__WHAT IS REQUIRED__. Return exactly the lines below, starting with the one that has "let y = rng.random_range(0..size);" and going on through the one that has "let instance: InstanceFile".

Dataset records
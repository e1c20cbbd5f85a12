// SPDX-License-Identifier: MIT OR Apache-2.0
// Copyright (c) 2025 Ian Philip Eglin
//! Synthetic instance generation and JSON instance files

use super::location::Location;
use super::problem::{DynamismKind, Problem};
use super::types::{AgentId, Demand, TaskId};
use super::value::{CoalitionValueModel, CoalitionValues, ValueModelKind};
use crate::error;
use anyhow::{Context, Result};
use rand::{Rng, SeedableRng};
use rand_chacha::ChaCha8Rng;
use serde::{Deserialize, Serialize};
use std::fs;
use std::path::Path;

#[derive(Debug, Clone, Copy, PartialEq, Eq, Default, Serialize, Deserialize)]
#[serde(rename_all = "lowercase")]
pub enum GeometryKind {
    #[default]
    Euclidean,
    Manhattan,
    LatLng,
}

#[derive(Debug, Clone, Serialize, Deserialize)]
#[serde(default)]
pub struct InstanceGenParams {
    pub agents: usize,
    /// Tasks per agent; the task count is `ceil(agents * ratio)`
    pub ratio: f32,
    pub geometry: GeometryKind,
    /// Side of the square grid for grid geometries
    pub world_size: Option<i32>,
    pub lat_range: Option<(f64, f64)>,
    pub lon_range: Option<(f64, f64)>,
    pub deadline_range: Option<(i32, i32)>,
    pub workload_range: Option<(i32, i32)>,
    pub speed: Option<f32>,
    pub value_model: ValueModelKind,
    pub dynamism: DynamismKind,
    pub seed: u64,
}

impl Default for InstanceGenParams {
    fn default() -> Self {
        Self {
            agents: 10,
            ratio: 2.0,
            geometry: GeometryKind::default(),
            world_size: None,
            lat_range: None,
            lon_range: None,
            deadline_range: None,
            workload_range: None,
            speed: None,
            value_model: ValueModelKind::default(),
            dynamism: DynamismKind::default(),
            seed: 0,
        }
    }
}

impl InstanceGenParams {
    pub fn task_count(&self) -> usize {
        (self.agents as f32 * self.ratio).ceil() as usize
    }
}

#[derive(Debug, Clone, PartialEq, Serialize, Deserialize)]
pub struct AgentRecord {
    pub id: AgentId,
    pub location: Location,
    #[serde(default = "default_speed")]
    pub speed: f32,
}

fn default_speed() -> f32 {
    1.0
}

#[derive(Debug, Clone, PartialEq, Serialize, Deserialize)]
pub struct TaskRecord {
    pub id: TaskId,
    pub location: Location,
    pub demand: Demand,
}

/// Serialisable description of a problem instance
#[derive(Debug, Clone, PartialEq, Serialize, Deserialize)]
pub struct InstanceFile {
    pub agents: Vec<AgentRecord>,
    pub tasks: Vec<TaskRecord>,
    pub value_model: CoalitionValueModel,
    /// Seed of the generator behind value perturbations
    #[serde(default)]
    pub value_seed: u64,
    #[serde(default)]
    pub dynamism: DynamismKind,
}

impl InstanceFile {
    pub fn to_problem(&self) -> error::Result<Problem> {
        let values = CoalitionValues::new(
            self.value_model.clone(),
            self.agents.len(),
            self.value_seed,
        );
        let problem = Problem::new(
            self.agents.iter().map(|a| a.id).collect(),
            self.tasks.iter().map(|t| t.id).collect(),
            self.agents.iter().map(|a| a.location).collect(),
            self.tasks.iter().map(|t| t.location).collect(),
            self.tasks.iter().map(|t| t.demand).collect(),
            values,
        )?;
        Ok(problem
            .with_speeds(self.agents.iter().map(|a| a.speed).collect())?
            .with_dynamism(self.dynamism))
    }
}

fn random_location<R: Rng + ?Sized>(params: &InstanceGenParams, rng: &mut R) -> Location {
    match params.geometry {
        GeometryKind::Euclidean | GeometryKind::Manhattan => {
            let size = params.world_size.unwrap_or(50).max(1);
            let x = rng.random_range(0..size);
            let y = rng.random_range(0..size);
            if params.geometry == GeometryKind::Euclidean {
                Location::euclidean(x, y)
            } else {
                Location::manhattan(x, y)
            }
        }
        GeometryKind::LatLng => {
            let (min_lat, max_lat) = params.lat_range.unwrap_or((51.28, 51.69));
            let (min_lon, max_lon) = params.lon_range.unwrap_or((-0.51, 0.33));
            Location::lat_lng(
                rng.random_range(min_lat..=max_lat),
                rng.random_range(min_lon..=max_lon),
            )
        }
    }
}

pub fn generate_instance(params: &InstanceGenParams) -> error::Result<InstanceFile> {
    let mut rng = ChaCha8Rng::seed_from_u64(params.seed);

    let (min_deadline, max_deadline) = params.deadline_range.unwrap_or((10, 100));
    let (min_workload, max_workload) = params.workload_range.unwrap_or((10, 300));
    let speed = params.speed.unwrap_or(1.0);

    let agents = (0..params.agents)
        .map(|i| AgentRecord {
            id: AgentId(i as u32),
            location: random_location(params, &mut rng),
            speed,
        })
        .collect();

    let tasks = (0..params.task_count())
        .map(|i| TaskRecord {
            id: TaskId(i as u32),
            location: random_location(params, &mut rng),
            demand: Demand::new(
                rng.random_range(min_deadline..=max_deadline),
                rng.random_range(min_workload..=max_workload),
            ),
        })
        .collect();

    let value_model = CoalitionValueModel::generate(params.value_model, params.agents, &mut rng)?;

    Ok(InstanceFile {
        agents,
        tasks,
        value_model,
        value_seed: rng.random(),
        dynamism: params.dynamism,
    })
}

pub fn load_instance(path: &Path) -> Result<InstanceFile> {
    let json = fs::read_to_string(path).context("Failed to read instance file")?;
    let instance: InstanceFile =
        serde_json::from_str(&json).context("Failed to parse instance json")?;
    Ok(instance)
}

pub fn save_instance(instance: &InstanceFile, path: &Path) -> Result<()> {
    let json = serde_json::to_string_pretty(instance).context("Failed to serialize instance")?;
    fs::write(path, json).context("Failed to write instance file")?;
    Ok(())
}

...

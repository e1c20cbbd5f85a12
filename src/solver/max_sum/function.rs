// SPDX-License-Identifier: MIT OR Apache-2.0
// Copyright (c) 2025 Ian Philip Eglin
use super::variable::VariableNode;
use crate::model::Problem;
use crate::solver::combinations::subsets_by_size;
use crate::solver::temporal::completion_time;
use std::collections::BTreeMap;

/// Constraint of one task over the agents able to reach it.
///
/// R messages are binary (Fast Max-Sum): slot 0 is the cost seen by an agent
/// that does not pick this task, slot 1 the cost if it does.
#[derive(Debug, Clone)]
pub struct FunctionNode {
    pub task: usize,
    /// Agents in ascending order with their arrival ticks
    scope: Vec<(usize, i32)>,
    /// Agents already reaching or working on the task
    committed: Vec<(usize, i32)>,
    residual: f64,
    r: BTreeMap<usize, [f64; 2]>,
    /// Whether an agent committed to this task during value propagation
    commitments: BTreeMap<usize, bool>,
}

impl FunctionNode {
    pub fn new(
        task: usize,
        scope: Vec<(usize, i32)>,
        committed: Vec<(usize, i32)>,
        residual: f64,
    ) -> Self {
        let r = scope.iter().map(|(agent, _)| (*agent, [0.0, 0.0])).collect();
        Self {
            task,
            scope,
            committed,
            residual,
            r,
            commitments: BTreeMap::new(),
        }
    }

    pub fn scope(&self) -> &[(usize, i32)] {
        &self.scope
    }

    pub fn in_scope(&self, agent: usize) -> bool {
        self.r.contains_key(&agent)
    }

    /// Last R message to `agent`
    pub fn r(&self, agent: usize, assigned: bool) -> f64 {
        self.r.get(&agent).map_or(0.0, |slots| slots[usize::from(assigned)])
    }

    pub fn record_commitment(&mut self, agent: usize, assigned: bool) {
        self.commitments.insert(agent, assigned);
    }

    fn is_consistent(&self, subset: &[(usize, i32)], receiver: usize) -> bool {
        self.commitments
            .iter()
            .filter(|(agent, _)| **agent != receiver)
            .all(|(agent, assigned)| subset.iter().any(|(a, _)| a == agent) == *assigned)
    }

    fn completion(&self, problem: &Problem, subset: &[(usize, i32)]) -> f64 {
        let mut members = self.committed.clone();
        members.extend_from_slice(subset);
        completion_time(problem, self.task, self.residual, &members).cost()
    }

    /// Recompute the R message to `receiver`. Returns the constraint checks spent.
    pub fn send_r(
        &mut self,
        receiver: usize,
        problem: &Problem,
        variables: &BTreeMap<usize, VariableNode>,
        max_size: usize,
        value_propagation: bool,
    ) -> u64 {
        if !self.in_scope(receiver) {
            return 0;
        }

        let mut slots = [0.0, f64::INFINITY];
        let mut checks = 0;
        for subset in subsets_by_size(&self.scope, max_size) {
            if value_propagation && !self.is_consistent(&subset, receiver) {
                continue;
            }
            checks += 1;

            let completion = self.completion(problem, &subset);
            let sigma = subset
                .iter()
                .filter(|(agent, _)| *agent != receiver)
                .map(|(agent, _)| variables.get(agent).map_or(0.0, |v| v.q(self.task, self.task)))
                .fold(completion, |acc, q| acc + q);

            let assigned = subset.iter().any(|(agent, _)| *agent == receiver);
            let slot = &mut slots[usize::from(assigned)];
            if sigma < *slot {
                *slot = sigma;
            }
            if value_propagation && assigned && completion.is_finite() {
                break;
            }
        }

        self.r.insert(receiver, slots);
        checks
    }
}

__RESPONSE FOR THIS EXERCISE__.
            let y = rng.random_range(0..size);
            if params.geometry == GeometryKind::Euclidean {
                Location::euclidean(x, y)
            } else {
                Location::manhattan(x, y)
            }
        }
        GeometryKind::LatLng => {
            let (min_lat, max_lat) = params.lat_range.unwrap_or((51.28, 51.69));
            let (min_lon, max_lon) = params.lon_range.unwrap_or((-0.51, 0.33));
            Location::lat_lng(
                rng.random_range(min_lat..=max_lat),
                rng.random_range(min_lon..=max_lon),
            )
        }
    }
}

pub fn generate_instance(params: &InstanceGenParams) -> error::Result<InstanceFile> {
    let mut rng = ChaCha8Rng::seed_from_u64(params.seed);

    let (min_deadline, max_deadline) = params.deadline_range.unwrap_or((10, 100));
    let (min_workload, max_workload) = params.workload_range.unwrap_or((10, 300));
    let speed = params.speed.unwrap_or(1.0);

    let agents = (0..params.agents)
        .map(|i| AgentRecord {
            id: AgentId(i as u32),
            location: random_location(params, &mut rng),
            speed,
        })
        .collect();

    let tasks = (0..params.task_count())
        .map(|i| TaskRecord {
            id: TaskId(i as u32),
            location: random_location(params, &mut rng),
            demand: Demand::new(
                rng.random_range(min_deadline..=max_deadline),
                rng.random_range(min_workload..=max_workload),
            ),
        })
        .collect();

    let value_model = CoalitionValueModel::generate(params.value_model, params.agents, &mut rng)?;

    Ok(InstanceFile {
        agents,
        tasks,
        value_model,
        value_seed: rng.random(),
        dynamism: params.dynamism,
    })
}

pub fn load_instance(path: &Path) -> Result<InstanceFile> {
    let json = fs::read_to_string(path).context("Failed to read instance file")?;
    let instance: InstanceFile =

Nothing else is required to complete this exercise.